● **EXERCISE PROMPT**: All lines before the one containing "Appends are serialized", plus that line itself, are to be printed exactly as they appear below.
----- THE INPUT
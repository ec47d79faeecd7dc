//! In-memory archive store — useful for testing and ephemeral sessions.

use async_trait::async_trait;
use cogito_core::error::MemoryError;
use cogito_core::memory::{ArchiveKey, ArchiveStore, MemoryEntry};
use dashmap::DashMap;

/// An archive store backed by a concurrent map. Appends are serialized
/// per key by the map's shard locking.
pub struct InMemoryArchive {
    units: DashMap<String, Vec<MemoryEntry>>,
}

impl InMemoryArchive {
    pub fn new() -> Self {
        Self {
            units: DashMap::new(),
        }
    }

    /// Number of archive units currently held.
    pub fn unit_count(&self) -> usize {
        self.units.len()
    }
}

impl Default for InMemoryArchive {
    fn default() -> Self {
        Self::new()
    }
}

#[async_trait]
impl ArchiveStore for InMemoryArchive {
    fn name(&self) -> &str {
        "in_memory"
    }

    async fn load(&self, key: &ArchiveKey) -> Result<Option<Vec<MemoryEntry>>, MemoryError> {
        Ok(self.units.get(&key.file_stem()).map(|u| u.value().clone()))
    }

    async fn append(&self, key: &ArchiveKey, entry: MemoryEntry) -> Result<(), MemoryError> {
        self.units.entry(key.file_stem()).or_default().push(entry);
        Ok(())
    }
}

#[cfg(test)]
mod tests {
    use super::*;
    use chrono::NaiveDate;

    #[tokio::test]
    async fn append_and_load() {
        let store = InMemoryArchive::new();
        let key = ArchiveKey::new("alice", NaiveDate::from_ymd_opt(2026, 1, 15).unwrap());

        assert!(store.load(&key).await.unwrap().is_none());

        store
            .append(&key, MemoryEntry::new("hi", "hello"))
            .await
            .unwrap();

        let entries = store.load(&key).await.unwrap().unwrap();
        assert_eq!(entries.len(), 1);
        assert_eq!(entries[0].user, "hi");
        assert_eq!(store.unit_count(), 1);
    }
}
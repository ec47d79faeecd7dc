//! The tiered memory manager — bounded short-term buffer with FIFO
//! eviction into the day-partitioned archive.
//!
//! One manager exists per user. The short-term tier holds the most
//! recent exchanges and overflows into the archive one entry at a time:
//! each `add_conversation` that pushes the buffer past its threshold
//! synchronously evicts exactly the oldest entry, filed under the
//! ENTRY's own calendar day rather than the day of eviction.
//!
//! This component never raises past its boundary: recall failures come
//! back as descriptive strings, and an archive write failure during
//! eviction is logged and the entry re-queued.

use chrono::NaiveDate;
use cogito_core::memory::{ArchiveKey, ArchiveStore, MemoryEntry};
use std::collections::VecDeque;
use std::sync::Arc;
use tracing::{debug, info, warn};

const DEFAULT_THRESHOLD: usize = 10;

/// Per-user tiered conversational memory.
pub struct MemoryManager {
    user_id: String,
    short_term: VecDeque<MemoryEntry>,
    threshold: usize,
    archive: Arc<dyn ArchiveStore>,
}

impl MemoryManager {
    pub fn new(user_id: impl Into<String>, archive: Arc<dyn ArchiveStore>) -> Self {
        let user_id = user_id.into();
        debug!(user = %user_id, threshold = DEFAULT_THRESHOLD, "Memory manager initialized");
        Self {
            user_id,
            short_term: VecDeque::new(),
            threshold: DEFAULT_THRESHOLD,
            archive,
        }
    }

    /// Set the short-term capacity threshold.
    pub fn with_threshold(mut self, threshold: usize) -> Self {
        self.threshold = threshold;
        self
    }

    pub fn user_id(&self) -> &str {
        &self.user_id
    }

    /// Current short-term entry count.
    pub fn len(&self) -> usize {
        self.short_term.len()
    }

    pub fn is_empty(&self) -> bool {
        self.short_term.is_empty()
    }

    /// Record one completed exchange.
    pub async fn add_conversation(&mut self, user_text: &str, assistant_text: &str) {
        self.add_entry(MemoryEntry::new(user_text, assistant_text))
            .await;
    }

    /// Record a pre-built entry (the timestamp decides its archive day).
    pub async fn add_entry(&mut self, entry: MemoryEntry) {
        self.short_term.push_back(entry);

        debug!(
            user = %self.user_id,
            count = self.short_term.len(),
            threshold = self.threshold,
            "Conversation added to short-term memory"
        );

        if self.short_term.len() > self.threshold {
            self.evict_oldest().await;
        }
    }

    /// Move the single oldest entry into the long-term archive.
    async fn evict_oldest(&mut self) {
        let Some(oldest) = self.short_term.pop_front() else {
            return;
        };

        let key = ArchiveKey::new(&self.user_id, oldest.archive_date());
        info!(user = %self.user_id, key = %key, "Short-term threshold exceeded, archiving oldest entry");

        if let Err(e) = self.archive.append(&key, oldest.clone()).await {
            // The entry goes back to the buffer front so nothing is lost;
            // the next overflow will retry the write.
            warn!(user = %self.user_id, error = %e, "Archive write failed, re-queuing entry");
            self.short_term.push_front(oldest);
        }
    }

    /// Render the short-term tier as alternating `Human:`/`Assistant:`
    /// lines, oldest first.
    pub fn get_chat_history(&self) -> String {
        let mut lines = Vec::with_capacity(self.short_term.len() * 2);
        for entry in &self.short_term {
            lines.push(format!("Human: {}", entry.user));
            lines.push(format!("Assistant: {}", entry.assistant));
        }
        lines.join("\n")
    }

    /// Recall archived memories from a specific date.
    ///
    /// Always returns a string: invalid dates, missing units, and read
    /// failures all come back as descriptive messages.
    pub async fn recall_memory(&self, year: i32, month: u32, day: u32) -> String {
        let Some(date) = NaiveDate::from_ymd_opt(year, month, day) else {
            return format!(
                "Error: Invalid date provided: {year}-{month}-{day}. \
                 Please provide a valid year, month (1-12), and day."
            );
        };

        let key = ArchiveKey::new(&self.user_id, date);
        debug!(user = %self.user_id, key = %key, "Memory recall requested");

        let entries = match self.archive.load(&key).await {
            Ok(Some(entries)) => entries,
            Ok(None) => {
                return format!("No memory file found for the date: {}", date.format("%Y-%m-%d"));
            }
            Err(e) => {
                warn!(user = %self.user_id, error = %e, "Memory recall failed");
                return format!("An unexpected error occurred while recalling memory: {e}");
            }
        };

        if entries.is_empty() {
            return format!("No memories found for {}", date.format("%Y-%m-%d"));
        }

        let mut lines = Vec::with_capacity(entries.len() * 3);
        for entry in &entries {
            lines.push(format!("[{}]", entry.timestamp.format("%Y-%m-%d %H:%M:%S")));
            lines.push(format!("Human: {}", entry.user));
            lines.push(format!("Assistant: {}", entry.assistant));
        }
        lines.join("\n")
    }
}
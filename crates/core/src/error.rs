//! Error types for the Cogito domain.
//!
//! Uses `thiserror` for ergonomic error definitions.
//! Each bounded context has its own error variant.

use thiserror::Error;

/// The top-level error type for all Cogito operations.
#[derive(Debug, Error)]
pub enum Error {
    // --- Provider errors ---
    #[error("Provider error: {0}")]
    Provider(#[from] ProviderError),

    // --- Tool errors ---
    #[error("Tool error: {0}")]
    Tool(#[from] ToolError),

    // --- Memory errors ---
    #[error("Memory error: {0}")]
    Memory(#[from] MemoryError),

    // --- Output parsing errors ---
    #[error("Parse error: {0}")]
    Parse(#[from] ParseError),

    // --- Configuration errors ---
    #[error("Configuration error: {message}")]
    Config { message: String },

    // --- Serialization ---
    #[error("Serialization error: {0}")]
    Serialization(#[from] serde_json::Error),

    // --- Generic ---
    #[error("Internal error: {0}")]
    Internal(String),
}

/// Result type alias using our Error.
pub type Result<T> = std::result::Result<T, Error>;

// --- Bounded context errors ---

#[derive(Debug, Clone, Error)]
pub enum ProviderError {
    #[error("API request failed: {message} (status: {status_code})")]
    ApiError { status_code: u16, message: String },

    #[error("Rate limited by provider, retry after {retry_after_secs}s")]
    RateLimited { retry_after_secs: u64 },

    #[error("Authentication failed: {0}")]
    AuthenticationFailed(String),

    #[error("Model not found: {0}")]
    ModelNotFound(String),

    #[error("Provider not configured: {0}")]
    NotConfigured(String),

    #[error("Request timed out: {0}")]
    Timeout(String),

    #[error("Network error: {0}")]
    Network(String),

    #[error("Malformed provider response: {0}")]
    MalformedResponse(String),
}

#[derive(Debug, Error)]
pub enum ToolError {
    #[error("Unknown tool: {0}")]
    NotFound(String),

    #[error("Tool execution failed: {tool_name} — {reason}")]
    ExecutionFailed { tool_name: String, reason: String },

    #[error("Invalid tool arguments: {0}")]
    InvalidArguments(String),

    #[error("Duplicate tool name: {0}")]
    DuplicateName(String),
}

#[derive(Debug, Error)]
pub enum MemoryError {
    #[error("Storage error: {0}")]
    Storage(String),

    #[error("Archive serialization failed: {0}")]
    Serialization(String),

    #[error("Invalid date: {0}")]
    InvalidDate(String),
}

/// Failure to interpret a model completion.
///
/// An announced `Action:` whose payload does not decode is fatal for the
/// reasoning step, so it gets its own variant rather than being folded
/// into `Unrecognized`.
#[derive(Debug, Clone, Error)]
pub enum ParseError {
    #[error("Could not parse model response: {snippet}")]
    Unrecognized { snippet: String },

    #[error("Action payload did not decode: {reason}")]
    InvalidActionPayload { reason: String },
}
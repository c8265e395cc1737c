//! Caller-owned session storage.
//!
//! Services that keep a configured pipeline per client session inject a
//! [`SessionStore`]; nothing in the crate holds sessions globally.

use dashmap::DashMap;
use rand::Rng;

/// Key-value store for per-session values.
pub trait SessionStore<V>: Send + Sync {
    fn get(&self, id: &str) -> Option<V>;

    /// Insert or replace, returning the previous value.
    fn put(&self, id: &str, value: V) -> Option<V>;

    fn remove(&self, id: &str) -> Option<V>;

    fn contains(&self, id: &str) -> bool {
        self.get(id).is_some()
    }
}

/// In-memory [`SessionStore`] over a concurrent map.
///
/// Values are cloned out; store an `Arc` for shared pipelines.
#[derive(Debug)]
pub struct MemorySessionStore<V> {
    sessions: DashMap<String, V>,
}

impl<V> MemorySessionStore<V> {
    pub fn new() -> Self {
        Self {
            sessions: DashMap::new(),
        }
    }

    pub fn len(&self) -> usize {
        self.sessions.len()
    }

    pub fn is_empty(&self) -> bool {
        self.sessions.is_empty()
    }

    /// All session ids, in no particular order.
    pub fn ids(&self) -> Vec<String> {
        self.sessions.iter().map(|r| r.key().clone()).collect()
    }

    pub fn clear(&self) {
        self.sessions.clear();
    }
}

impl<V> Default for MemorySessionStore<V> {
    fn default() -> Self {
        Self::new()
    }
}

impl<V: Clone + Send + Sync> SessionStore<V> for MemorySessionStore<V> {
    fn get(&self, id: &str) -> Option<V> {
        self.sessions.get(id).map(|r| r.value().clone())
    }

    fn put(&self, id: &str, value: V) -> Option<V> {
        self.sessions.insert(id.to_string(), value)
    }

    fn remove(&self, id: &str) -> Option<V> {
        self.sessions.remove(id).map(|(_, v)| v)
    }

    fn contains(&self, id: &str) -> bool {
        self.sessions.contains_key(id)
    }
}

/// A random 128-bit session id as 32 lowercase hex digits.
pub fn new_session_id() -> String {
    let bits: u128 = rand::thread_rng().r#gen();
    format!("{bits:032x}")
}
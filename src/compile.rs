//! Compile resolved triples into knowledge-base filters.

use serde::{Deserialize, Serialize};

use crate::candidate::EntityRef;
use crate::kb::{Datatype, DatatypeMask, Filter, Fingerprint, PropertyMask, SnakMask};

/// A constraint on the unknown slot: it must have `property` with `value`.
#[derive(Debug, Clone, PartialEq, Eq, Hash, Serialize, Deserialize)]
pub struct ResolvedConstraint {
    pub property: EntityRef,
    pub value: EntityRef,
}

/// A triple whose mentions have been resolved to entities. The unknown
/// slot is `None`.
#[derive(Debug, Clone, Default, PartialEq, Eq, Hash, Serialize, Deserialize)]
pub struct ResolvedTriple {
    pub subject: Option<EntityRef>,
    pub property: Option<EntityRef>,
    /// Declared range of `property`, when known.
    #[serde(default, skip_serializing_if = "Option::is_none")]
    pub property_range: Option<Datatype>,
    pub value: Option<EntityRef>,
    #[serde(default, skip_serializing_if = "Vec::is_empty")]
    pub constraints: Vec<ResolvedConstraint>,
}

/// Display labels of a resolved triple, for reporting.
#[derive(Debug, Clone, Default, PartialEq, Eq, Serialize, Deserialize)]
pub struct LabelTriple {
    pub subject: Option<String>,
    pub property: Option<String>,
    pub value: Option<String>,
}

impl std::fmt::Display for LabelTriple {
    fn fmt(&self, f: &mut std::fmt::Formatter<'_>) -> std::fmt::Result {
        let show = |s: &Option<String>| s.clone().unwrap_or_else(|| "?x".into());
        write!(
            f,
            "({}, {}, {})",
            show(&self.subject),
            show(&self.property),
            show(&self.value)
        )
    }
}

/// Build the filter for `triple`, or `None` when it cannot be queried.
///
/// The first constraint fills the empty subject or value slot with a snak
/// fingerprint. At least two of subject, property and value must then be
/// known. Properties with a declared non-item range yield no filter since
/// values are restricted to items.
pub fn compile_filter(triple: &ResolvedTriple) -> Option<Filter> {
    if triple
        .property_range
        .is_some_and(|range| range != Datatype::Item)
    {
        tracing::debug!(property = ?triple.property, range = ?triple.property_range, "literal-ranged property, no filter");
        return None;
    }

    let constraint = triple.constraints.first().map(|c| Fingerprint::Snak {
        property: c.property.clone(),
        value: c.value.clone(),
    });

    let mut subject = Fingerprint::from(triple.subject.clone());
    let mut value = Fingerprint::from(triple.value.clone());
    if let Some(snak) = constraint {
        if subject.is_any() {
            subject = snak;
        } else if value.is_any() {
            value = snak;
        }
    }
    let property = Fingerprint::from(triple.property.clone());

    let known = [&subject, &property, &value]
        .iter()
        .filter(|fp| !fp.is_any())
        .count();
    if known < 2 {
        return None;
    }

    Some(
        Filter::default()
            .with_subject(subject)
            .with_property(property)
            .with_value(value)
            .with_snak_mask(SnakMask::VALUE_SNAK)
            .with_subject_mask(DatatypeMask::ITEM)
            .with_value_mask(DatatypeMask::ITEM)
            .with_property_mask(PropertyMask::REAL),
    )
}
----------
● **SOLUTION FOR THIS EXERCISE**:
repository ec47d79faeecd7dc
//! In-memory archive store — useful for testing and ephemeral sessions.

use async_trait::async_trait;
use cogito_core::error::MemoryError;
use cogito_core::memory::{ArchiveKey, ArchiveStore, MemoryEntry};
use dashmap::DashMap;

/// An archive store backed by a concurrent map. Appends are serialized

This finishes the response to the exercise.